### Dataset entries
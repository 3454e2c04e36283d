//! Pane lifecycle: the owner of every overlay manager and the marker synchronizer.
//!
//! An [`OverlaySession`] corresponds to one project window. It creates the shared containers
//! (bus, settings, diagnostics index, VCS state, buffer texts), and for each editor pane it owns
//! one manager per overlay kind. Split views get independent managers, so two panes on the same
//! file never share decoration handles.
//!
//! # Example
//!
//! ```rust,no_run
//! use editor_overlay::{EditorHandle, HostEditor, OverlaySession, OverlaySettings};
//! use std::sync::Arc;
//!
//! fn open(host: Arc<dyn HostEditor>) {
//!     let mut session = OverlaySession::new(host, OverlaySettings::default());
//!     let pane = session.open_pane(EditorHandle(1), "/src/main.rs", "fn main() {}\n", None);
//!     session.buffer_edited("/src/main.rs", "fn main() {\n}\n");
//!     session.close_pane(pane).unwrap();
//! }
//! ```

use crate::blame::VcsState;
use crate::buffers::BufferTextStore;
use crate::diagnostics::DiagnosticsIndex;
use crate::events::EventBus;
use crate::host::{EditorHandle, HostEditor};
use crate::markers::{DEFAULT_MARKER_OWNER, MarkerSynchronizer};
use crate::overlay::{
    GutterChangeOverlay, InlineBlameOverlay, InlineDiagnosticsOverlay, OverlayManager,
    OverlaySources,
};
use crate::settings::{OverlaySettings, SettingsStore};
use std::collections::BTreeMap;
use std::sync::Arc;

/// Opaque identifier of a pane inside an [`OverlaySession`].
#[derive(Debug, Clone, Copy, PartialEq, Eq, PartialOrd, Ord, Hash)]
pub struct PaneId(u64);

impl PaneId {
    /// Get the underlying numeric id.
    pub fn get(self) -> u64 {
        self.0
    }
}

/// Session-level errors.
#[derive(Debug, Clone, PartialEq, Eq, thiserror::Error)]
pub enum SessionError {
    /// A pane id was not found.
    #[error("pane {0:?} not found")]
    PaneNotFound(PaneId),
}

/// The three overlay managers of one pane.
#[derive(Debug)]
pub struct PaneOverlays {
    editor: EditorHandle,
    path: String,
    /// Gutter change bars.
    pub gutter: OverlayManager<GutterChangeOverlay>,
    /// Inline blame.
    pub blame: OverlayManager<InlineBlameOverlay>,
    /// Inline diagnostic messages.
    pub diagnostics: OverlayManager<InlineDiagnosticsOverlay>,
}

impl PaneOverlays {
    fn new(sources: &OverlaySources) -> Self {
        Self {
            editor: EditorHandle(0),
            path: String::new(),
            gutter: OverlayManager::new(sources.clone(), GutterChangeOverlay::new()),
            blame: OverlayManager::new(sources.clone(), InlineBlameOverlay::new()),
            diagnostics: OverlayManager::new(sources.clone(), InlineDiagnosticsOverlay::new()),
        }
    }

    fn attach(&mut self, pane: PaneId, editor: EditorHandle, path: &str) {
        self.editor = editor;
        self.path = path.to_string();
        let context = Some(format!("pane-{}", pane.get()));
        self.gutter.attach(editor, path, context.clone());
        self.blame.attach(editor, path, context.clone());
        self.diagnostics.attach(editor, path, context);
    }

    fn detach(&self) {
        self.gutter.detach();
        self.blame.detach();
        self.diagnostics.detach();
    }

    fn refresh(&self) {
        self.gutter.refresh();
        self.blame.refresh();
        self.diagnostics.refresh();
    }

    /// Editor pane the overlays are bound to.
    pub fn editor(&self) -> EditorHandle {
        self.editor
    }

    /// File path shown in the pane.
    pub fn path(&self) -> &str {
        &self.path
    }
}

/// Owner of the shared containers, the marker synchronizer and every pane's overlays.
pub struct OverlaySession {
    sources: OverlaySources,
    markers: Arc<MarkerSynchronizer>,
    panes: BTreeMap<PaneId, PaneOverlays>,
    next_pane_id: u64,
}

impl std::fmt::Debug for OverlaySession {
    fn fmt(&self, f: &mut std::fmt::Formatter<'_>) -> std::fmt::Result {
        f.debug_struct("OverlaySession")
            .field("sources", &self.sources)
            .field("markers", &self.markers)
            .field("panes", &self.panes)
            .finish()
    }
}

impl OverlaySession {
    /// Create a session around `host` with initial `settings`.
    pub fn new(host: Arc<dyn HostEditor>, settings: OverlaySettings) -> Self {
        let sources = OverlaySources::new(host, settings);
        Self::with_sources(sources)
    }

    /// Create a session around existing containers.
    pub fn with_sources(sources: OverlaySources) -> Self {
        let markers = Arc::new(MarkerSynchronizer::new(
            DEFAULT_MARKER_OWNER,
            Arc::clone(&sources.host),
            Arc::clone(&sources.diagnostics),
        ));
        markers.attach(&sources.bus);
        Self {
            sources,
            markers,
            panes: BTreeMap::new(),
            next_pane_id: 1,
        }
    }

    /// Shared containers.
    pub fn sources(&self) -> &OverlaySources {
        &self.sources
    }

    /// Event bus.
    pub fn bus(&self) -> &Arc<EventBus> {
        &self.sources.bus
    }

    /// Settings container.
    pub fn settings(&self) -> &Arc<SettingsStore> {
        &self.sources.settings
    }

    /// Diagnostics index.
    pub fn diagnostics(&self) -> &Arc<DiagnosticsIndex> {
        &self.sources.diagnostics
    }

    /// VCS state.
    pub fn vcs(&self) -> &Arc<VcsState> {
        &self.sources.vcs
    }

    /// Buffer texts.
    pub fn buffers(&self) -> &Arc<BufferTextStore> {
        &self.sources.buffers
    }

    /// Marker synchronizer.
    pub fn markers(&self) -> &Arc<MarkerSynchronizer> {
        &self.markers
    }

    fn ensure_buffer(&self, path: &str, text: &str, reference: Option<&str>) {
        let buffers = &self.sources.buffers;
        if buffers.contains(path) {
            buffers.set_current(path, text);
            if reference.is_some() {
                buffers.set_reference(path, reference);
            }
        } else {
            buffers.open(path, text, reference);
        }
    }

    fn path_in_use(&self, path: &str, except: PaneId) -> bool {
        self.panes
            .iter()
            .any(|(id, pane)| *id != except && pane.path == path)
    }

    fn release_path(&self, path: &str) {
        self.sources.buffers.close(path);
        self.markers.on_buffer_closed(path);
    }

    /// Open a pane showing `path` in `editor` and attach all overlays.
    ///
    /// If another pane already shows `path`, the text is updated and shared. A `Some` reference
    /// replaces the shared one; `None` keeps it. Use [`BufferTextStore::set_reference`] to mark
    /// an open file untracked.
    pub fn open_pane(
        &mut self,
        editor: EditorHandle,
        path: &str,
        text: &str,
        reference: Option<&str>,
    ) -> PaneId {
        let pane_id = PaneId(self.next_pane_id);
        self.next_pane_id = self.next_pane_id.saturating_add(1);

        self.ensure_buffer(path, text, reference);
        let mut pane = PaneOverlays::new(&self.sources);
        pane.attach(pane_id, editor, path);
        self.panes.insert(pane_id, pane);
        self.markers.on_buffer_opened(path);

        tracing::debug!(pane = pane_id.get(), path, "pane opened");
        pane_id
    }

    /// Show a different file (possibly in a different editor widget) in an existing pane.
    ///
    /// Every overlay is re-attached; the previous file is released if no other pane shows it.
    /// Text and reference are shared as in [`OverlaySession::open_pane`].
    pub fn swap_pane_buffer(
        &mut self,
        pane_id: PaneId,
        editor: EditorHandle,
        path: &str,
        text: &str,
        reference: Option<&str>,
    ) -> Result<(), SessionError> {
        let old_path = self
            .panes
            .get(&pane_id)
            .map(|pane| pane.path.clone())
            .ok_or(SessionError::PaneNotFound(pane_id))?;

        self.ensure_buffer(path, text, reference);
        if let Some(pane) = self.panes.get_mut(&pane_id) {
            pane.attach(pane_id, editor, path);
        }
        if old_path != path && !self.path_in_use(&old_path, pane_id) {
            self.release_path(&old_path);
        }
        self.markers.on_buffer_opened(path);

        tracing::debug!(pane = pane_id.get(), from = %old_path, to = path, "pane swapped");
        Ok(())
    }

    /// Detach and drop a pane's overlays. Releases the file if no other pane shows it.
    pub fn close_pane(&mut self, pane_id: PaneId) -> Result<(), SessionError> {
        let pane = self
            .panes
            .remove(&pane_id)
            .ok_or(SessionError::PaneNotFound(pane_id))?;
        pane.detach();
        if !self.path_in_use(&pane.path, pane_id) {
            self.release_path(&pane.path);
        }
        tracing::debug!(pane = pane_id.get(), path = %pane.path, "pane closed");
        Ok(())
    }

    /// Force a render pass of every overlay of one pane.
    pub fn refresh_pane(&self, pane_id: PaneId) -> Result<(), SessionError> {
        let pane = self
            .panes
            .get(&pane_id)
            .ok_or(SessionError::PaneNotFound(pane_id))?;
        pane.refresh();
        Ok(())
    }

    /// Force a render pass of every overlay of every pane, and re-check markers.
    pub fn refresh_all(&self) {
        for pane in self.panes.values() {
            pane.refresh();
        }
        self.markers.resync_all();
    }

    /// Record an edit of `path` (full new text).
    pub fn buffer_edited(&self, path: &str, text: &str) -> bool {
        self.sources.buffers.set_current(path, text)
    }

    /// Overlays of one pane.
    pub fn pane(&self, pane_id: PaneId) -> Option<&PaneOverlays> {
        self.panes.get(&pane_id)
    }

    /// Every pane id, in creation order.
    pub fn pane_ids(&self) -> Vec<PaneId> {
        self.panes.keys().copied().collect()
    }

    /// Panes currently showing `path`.
    pub fn panes_for_path(&self, path: &str) -> Vec<PaneId> {
        self.panes
            .iter()
            .filter(|(_, pane)| pane.path == path)
            .map(|(id, _)| *id)
            .collect()
    }
}

impl Drop for OverlaySession {
    fn drop(&mut self) {
        for pane in self.panes.values() {
            pane.detach();
        }
        self.markers.detach(&self.sources.bus);
    }
}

### About this task
In the entries above, restate word for word the lines between the one holding "pub fn new(host: Arc<dyn" and the one holding "pub fn with_sources(sources: OverlaySources)", inclusive, and nothing besides.

### Task answer
    pub fn new(host: Arc<dyn HostEditor>, settings: OverlaySettings) -> Self {
        let sources = OverlaySources::new(host, settings);
        Self::with_sources(sources)
    }

    /// Create a session around existing containers.
    pub fn with_sources(sources: OverlaySources) -> Self {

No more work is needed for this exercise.